(SACRAMENTO) – The day before the presidential inauguration took place at the nation’s capitol, the Sacramento Police Department had to answer the Sacramento City Council’s questions of how it approached demonstrators in the last couple of months.

(OBSERVER photo by Robert J. Maryland)

SPD clocked 7,176 hours of overtime and more than $600,000 to police pro-Trump demonstrations at the State Capitol.

SPD Police Chief Daniel Hahn said 27 arrests and citations from the protests also included 16 that involved Antifa and counter-protesters. Eleven arrests involved Proud Boys and other far-right affiliates.

“We have tried to keep our community safe, prevent violence, minimize property damage, and ensure everyone’s constitutional rights were protected,” Hahn told the City Council in a virtual setting.

At various moments, the protests were edgy and full of emotions, turning into violence. Many critics say the police department was picking sides, protecting Trump supporters in their opinion.

Hahn said both groups were acting unruly and caused heightened confrontations.

“One group, based on what some experts say is a White extremist group, seems to desire to return to our past while the other group seems to want to destroy our form of government all together,” Hahn said, of the Proud Boys and Antifa factions. “Regardless of their ideologies, they are both violent, and put our community in danger.”

Black Lives Matter Sacramento released a letter regarding the treatment of its activists by SPD. The letter was addressed to Sacramento Mayor Darrell Steinberg and Hahn.

“In light of recent racist events held in Placerville, California, and in Sacramento, California, Black Lives Matter Sacramento finds it imperative that our city government officials and Sacramento Police Department tend to the ongoing domestic terrorist acts that have been going on in our city.

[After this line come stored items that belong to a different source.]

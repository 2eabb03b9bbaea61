use scraper::{Html, Selector};

use crate::locator::Locator;

/// Elements that are never part of an article body: scripts and styles,
/// page chrome, comment threads, ads, share widgets and related-post rails.
pub fn default_noise() -> Vec<Locator> {
    vec![
        Locator::tag("script"),
        Locator::tag("style"),
        Locator::tag("nav"),
        Locator::tag("header"),
        Locator::tag("footer"),
        Locator::tag("aside"),
        Locator::class("sidebar"),
        Locator::class("comments"),
        Locator::class("advertisement"),
        Locator::class("ad"),
        Locator::class("social-share"),
        Locator::class("related-posts"),
    ]
}

/// Detach every element matching one of `noise` from `html`, subtree included.
///
/// Matches are collected per locator before any node is detached, so nested
/// matches are safe. Locators that do not compile to a selector are skipped
/// with a warning rather than failing the whole pass.
pub fn strip_noise(html: &mut Html, noise: &[Locator]) {
    for locator in noise {
        let css = locator.to_css();
        let selector = match Selector::parse(&css) {
            Ok(selector) => selector,
            Err(e) => {
                tracing::warn!(selector = %css, error = %e, "noise selector skipped");
                continue;
            }
        };

        let matched: Vec<_> = html.select(&selector).map(|el| el.id()).collect();
        for id in matched {
            if let Some(mut node) = html.tree.get_mut(id) {
                node.detach();
            }
        }
    }
}

#[cfg(test)]
mod tests {
    use super::*;

    fn stripped_text(source: &str, noise: &[Locator]) -> String {
        let mut html = Html::parse_document(source);
        strip_noise(&mut html, noise);
        html.root_element().text().collect()
    }

    #[test]
    fn test_strip_default_noise() {
        let html = r#"
            <html>
                <head><script>alert('test');</script><style>body{color:red;}</style></head>
                <body>
                    <header><h1>Site</h1></header>
                    <nav><a href="/">Home</a></nav>
                    <div class="sidebar">Sidebar text</div>
                    <div class="ad">Buy now</div>
                    <div class="social-share">Share</div>
                    <div class="post-content"><p>Body text</p></div>
                    <aside>Aside text</aside>
                    <section class="comments"><p>First!</p></section>
                    <div class="related-posts">More</div>
                    <footer>Copyright</footer>
                </body>
            </html>
        "#;

        let result = stripped_text(html, &default_noise());
        assert!(!result.contains("alert"), "Script content should be removed");
        assert!(!result.contains("color:red"), "Style content should be removed");
        assert!(!result.contains("Site"));
        assert!(!result.contains("Home"));
        assert!(!result.contains("Sidebar text"));
        assert!(!result.contains("Buy now"));
        assert!(!result.contains("Share"));
        assert!(!result.contains("Aside text"));
        assert!(!result.contains("First!"));
        assert!(!result.contains("More"));
        assert!(!result.contains("Copyright"));
        assert!(result.contains("Body text"));
    }

    #[test]
    fn test_class_token_not_substring() {
        let html = r#"<div class="header-ad-free"><p>Keep me</p></div><div class="bad"><p>Keep too</p></div>"#;
        let result = stripped_text(html, &default_noise());
        assert!(result.contains("Keep me"));
        assert!(result.contains("Keep too"));
    }

    #[test]
    fn test_no_noise_is_identity() {
        let source = "<p>Untouched</p><nav>Menu</nav>";
        let mut html = Html::parse_document(source);
        strip_noise(&mut html, &[]);
        assert_eq!(html.html(), Html::parse_document(source).html());
    }

    #[test]
    fn test_preserves_multibyte_text() {
        let html = "<nav>Меню</nav><p>Текст статьи — «цитата»</p>";
        let result = stripped_text(html, &default_noise());
        assert!(!result.contains("Меню"));
        assert!(result.contains("Текст статьи — «цитата»"));
    }
}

In Placerville, Mayor Michael Saragosa publicly denounced the Proud Boys when they took photos with a Placerville police car and use the universal white supremacist hand gesture. While this is absolutely not enough to protect people of the city from domestic terrorism by white supremacists, it was a step towards that direction.

“Mayor Darrell Steinberg, where are you? When the murder of George Floyd occurred, you made it a point to go into our community, go into our churches and kneel with our people while vowing to stand in solidarity against racism,” the BLMS letter stated. “You spoke of the violence and racism that you ostensibly don’t condone. However, here we are faced with real racism and you are silent. Meanwhile, this violence is harming our most impacted people: un-housed people, people of color, and women.”
Other social justice and police reform activists participated in the City Council meeting on Jan. 19. Most were opposed to Hahn’s position on the protests and the behavior of the officers.

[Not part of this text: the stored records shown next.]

use std::{env, fs, path::PathBuf};

fn main() {
    println!("cargo:rerun-if-changed=build.rs");
    println!("cargo:rerun-if-env-changed=OUT_DIR");

    let out_dir = PathBuf::from(env::var("OUT_DIR").unwrap());
    let completions_dir = out_dir.join("completions");

    fs::create_dir_all(&completions_dir).unwrap();

    let mut cmd = clap::Command::new("lede")
        .version(env!("CARGO_PKG_VERSION"))
        .about("Extract the title, date and body of web articles")
        .arg(clap::arg!(<INPUT> "URL to fetch, local HTML file, or '-' for stdin"))
        .arg(
            clap::arg!(-o --output <FILE> "Output file (default: stdout)")
                .value_name("FILE")
                .value_parser(clap::value_parser!(std::path::PathBuf)),
        )
        .arg(
            clap::arg!(-f --format <FORMAT> "Output format (json, text)")
                .value_name("FORMAT")
                .default_value("json")
                .value_parser(["json", "text"]),
        )
        .arg(clap::arg!(--pretty "Pretty-print JSON output"))
        .arg(clap::arg!(--timeout <SECS> "HTTP timeout in seconds"))
        .arg(clap::arg!(--"user-agent" <UA> "Custom User-Agent for HTTP requests").value_name("UA"))
        .arg(clap::arg!(--"min-content" <NUM> "Minimum body length in characters"))
        .arg(
            clap::arg!(--locale <LOCALE> "Language for rendered dates")
                .value_name("LOCALE")
                .value_parser(["ru", "en"]),
        )
        .arg(
            clap::arg!(-c --config <FILE> "Settings file")
                .value_name("FILE")
                .value_parser(clap::value_parser!(std::path::PathBuf)),
        )
        .arg(clap::arg!(--"no-validate" "Print whatever was found, even if the body is missing or short"))
        .arg(clap::arg!(-v --verbose "Enable debug logging"))
        .arg(
            clap::arg!(--completions <SHELL> "Generate shell completion script")
                .value_name("SHELL")
                .value_parser(["bash", "zsh", "fish", "powershell"]),
        );

    clap_complete::generate_to(clap_complete::shells::Bash, &mut cmd, "lede", &completions_dir).unwrap();
    clap_complete::generate_to(clap_complete::shells::Zsh, &mut cmd, "lede", &completions_dir).unwrap();
    clap_complete::generate_to(clap_complete::shells::Fish, &mut cmd, "lede", &completions_dir).unwrap();
    clap_complete::generate_to(clap_complete::shells::PowerShell, &mut cmd, "lede", &completions_dir).unwrap();

    println!(
        "cargo:warning=Shell completions generated in: {}",
        completions_dir.display()
    );
}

Hahn’s presentation also included activities of protests last summer that were centered around the George Flyold and Breonna Taylor cases in Minnesota and Kentucky, respectively.

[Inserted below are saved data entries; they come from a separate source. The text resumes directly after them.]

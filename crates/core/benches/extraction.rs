use criterion::{Criterion, black_box, criterion_group, criterion_main};
use lede_core::{Document, default_noise, extract_html, resolve_content, resolve_date, resolve_title};

fn fixture() -> String {
    std::fs::read_to_string("../../tests/fixtures/article.html").unwrap()
}

fn bench_parse(c: &mut Criterion) {
    let html = fixture();
    c.bench_function("parse", |b| b.iter(|| Document::parse(black_box(&html))));
}

fn bench_strip_noise(c: &mut Criterion) {
    let doc = Document::parse(&fixture()).unwrap();
    let noise = default_noise();
    c.bench_function("strip_noise", |b| b.iter(|| black_box(&doc).without_noise(&noise)));
}

fn bench_resolvers(c: &mut Criterion) {
    let html = fixture();
    let doc = Document::parse(&html).unwrap();
    let clean = doc.without_noise(&default_noise());

    let mut group = c.benchmark_group("resolve");
    group.bench_function("title", |b| b.iter(|| resolve_title(black_box(&doc))));
    group.bench_function("date", |b| b.iter(|| resolve_date(black_box(&doc))));
    group.bench_function("content", |b| b.iter(|| resolve_content(black_box(&clean))));
    group.finish();
}

fn bench_full_extraction(c: &mut Criterion) {
    let html = fixture();
    c.bench_function("full_extraction", |b| b.iter(|| extract_html(black_box(&html))));
}

criterion_group!(benches, bench_parse, bench_strip_noise, bench_resolvers, bench_full_extraction);
criterion_main!(benches);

Hahn cited that violence and looting were factors as well as vandalism in downtown and midtown Sacramento. A body camera video showed cops attending conflicts after the November election were a part of the presentation.

Steinberg asked for more insight of the video and requested that the city’s Office of Public Safety Accountability do an independent review of the police images.

“Let’s take all this raw emotion tonight and let’s move it in a direction that is constructive and maybe leads to some reconciliation,” Steinberg said.